Task to carry out
Locate the line that contains "deviation <= self.half_angle" in the entries below, then repeat it and every following line through the line that contains "chain longer than", exactly, and no others.

Dataset items

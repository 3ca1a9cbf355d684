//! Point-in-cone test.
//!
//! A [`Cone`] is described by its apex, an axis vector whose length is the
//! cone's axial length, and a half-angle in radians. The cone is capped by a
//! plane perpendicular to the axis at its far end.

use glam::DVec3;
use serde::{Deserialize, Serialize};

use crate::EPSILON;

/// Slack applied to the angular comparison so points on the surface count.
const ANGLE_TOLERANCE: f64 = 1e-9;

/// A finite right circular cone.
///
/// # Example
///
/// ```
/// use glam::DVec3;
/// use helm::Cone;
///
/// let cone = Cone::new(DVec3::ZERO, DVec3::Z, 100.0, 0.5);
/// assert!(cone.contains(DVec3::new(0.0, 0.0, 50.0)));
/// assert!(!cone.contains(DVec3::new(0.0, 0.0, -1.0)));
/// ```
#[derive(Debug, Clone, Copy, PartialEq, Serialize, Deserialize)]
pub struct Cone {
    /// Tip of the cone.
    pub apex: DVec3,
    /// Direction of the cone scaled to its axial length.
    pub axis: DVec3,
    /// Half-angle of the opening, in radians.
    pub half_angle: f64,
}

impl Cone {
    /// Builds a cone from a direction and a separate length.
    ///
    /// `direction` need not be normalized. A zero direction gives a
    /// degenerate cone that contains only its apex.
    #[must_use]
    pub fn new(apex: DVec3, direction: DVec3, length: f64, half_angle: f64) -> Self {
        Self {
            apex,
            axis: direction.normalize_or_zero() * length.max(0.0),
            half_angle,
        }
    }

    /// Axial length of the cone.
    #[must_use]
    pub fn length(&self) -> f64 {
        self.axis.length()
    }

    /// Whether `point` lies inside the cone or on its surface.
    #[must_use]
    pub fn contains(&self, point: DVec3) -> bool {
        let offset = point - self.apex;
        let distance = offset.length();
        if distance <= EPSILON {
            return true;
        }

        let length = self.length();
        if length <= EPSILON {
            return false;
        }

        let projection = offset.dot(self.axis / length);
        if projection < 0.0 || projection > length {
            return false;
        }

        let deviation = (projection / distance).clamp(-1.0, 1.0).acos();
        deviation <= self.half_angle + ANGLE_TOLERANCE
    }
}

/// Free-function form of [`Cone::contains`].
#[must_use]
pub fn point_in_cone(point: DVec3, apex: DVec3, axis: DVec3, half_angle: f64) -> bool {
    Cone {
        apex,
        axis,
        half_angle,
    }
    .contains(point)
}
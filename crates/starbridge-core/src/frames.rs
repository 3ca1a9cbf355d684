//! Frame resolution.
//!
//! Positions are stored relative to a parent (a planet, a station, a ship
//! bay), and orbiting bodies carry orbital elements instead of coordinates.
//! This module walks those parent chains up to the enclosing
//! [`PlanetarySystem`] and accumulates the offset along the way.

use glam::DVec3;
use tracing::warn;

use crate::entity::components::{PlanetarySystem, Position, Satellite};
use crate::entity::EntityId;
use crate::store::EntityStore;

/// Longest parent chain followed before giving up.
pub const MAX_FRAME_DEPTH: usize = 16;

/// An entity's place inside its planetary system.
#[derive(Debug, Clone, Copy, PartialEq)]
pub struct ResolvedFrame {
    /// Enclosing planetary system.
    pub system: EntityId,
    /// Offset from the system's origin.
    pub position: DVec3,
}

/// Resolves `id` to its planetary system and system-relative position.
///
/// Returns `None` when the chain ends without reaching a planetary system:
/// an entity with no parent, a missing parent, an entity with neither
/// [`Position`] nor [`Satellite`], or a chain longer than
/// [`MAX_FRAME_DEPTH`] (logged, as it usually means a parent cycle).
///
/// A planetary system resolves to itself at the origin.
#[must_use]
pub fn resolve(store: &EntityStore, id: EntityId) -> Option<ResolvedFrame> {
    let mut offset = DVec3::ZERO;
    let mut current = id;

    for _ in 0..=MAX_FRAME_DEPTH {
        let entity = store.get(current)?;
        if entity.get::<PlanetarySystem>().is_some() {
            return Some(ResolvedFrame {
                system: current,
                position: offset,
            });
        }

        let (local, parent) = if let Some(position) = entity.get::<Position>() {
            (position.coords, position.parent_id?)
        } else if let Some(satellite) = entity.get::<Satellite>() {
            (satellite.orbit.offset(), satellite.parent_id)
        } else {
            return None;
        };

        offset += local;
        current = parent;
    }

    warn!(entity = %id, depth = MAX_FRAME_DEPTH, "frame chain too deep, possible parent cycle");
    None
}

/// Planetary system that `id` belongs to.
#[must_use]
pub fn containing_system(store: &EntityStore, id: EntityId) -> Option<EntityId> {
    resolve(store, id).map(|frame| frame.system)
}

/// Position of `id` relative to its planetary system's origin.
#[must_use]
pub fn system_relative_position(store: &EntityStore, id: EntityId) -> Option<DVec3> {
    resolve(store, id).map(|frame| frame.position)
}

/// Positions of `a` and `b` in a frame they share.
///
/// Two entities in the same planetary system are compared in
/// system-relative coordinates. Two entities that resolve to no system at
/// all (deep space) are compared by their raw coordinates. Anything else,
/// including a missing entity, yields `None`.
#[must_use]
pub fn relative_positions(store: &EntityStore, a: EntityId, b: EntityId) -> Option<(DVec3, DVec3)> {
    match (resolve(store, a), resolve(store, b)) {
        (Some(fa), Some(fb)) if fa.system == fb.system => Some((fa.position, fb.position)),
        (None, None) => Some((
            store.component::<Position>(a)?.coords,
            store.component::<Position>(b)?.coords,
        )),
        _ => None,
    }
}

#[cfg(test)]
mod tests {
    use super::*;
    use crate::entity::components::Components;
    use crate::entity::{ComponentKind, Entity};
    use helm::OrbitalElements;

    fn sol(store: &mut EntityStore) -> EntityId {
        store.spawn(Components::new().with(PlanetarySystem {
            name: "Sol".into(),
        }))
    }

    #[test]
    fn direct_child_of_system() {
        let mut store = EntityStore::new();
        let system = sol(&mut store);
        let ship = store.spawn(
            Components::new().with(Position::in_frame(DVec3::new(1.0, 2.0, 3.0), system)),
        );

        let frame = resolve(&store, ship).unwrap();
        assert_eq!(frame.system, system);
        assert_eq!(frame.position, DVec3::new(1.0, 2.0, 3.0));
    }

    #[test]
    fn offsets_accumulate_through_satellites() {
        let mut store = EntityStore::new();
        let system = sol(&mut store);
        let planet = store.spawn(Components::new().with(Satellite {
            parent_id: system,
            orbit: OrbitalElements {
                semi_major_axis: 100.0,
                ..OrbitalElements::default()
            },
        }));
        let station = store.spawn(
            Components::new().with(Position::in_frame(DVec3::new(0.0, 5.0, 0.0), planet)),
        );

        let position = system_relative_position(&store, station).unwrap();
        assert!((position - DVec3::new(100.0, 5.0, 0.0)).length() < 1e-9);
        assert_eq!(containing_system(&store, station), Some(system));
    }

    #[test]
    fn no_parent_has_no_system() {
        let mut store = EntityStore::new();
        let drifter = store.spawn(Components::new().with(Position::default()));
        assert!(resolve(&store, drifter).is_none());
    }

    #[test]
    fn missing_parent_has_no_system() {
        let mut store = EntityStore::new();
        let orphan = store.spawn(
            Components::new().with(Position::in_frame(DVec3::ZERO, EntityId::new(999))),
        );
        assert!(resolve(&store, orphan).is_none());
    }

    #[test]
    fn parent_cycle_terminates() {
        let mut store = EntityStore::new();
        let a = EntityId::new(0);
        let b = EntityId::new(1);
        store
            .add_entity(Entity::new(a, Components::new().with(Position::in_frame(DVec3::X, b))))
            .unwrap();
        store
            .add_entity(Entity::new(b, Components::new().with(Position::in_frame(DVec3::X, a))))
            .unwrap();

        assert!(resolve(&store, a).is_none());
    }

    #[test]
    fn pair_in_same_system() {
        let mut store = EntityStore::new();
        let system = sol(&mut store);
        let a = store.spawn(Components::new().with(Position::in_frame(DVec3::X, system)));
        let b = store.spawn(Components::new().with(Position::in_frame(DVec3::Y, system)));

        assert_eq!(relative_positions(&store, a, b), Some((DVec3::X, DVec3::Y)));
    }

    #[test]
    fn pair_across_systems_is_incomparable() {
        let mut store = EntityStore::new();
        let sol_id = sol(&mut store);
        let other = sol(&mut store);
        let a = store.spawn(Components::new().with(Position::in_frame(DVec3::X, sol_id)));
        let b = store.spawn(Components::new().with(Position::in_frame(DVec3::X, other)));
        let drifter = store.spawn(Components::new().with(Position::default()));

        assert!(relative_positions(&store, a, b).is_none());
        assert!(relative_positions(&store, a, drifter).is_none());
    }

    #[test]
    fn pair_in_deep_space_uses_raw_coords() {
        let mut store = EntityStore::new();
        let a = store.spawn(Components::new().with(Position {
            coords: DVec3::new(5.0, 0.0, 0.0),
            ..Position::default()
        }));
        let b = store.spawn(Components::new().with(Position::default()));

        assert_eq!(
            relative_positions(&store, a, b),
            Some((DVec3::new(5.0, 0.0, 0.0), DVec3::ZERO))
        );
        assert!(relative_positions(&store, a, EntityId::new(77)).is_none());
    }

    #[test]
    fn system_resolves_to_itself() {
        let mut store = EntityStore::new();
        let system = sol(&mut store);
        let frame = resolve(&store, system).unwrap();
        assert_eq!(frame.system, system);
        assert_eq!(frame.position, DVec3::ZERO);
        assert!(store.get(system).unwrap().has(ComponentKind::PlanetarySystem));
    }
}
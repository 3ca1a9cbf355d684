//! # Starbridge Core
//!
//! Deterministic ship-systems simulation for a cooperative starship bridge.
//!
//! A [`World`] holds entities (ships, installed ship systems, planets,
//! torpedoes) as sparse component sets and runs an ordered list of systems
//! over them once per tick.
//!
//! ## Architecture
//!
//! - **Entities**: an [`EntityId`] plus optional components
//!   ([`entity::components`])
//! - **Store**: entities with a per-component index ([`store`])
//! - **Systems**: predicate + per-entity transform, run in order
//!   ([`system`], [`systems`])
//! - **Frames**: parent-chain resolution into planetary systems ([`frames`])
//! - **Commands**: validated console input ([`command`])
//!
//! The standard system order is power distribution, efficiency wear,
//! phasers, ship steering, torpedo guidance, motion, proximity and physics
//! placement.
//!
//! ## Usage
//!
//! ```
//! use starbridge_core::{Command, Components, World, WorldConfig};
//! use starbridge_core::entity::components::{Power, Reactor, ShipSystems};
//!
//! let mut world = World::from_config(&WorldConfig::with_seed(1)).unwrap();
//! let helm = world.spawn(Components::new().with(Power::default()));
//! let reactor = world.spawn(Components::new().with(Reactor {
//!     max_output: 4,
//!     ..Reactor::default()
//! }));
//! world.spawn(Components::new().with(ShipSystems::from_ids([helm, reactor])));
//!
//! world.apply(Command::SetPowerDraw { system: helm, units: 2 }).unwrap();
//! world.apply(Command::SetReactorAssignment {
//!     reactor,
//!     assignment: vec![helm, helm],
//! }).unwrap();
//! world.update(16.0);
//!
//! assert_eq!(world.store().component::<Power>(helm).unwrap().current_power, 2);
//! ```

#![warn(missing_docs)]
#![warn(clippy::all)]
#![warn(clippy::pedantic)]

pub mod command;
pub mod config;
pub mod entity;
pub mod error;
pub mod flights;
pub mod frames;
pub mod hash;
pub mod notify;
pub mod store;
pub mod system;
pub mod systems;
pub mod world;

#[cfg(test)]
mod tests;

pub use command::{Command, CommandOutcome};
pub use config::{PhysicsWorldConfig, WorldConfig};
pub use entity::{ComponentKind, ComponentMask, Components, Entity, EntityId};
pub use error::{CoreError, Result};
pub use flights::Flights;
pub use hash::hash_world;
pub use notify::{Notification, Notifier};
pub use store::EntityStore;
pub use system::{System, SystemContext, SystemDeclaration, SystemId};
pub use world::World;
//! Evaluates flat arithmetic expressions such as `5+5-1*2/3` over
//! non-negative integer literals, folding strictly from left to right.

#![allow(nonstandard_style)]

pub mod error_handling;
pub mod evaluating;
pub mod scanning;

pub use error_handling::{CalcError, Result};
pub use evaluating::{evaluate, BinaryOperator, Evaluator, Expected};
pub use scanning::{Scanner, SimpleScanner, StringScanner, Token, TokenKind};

Output
        deviation <= self.half_angle + ANGLE_TOLERANCE
    }
}

/// Free-function form of [`Cone::contains`].
#[must_use]
pub fn point_in_cone(point: DVec3, apex: DVec3, axis: DVec3, half_angle: f64) -> bool {
    Cone {
        apex,
        axis,
        half_angle,
    }
    .contains(point)
}
filename crates/starbridge-core/src/frames.rs
repository 3ca1a9cbf355d684
//! Frame resolution.
//!
//! Positions are stored relative to a parent (a planet, a station, a ship
//! bay), and orbiting bodies carry orbital elements instead of coordinates.
//! This module walks those parent chains up to the enclosing
//! [`PlanetarySystem`] and accumulates the offset along the way.

use glam::DVec3;
use tracing::warn;

use crate::entity::components::{PlanetarySystem, Position, Satellite};
use crate::entity::EntityId;
use crate::store::EntityStore;

/// Longest parent chain followed before giving up.
pub const MAX_FRAME_DEPTH: usize = 16;

/// An entity's place inside its planetary system.
#[derive(Debug, Clone, Copy, PartialEq)]
pub struct ResolvedFrame {
    /// Enclosing planetary system.
    pub system: EntityId,
    /// Offset from the system's origin.
    pub position: DVec3,
}

/// Resolves `id` to its planetary system and system-relative position.
///
/// Returns `None` when the chain ends without reaching a planetary system:
/// an entity with no parent, a missing parent, an entity with neither
/// [`Position`] nor [`Satellite`], or a chain longer than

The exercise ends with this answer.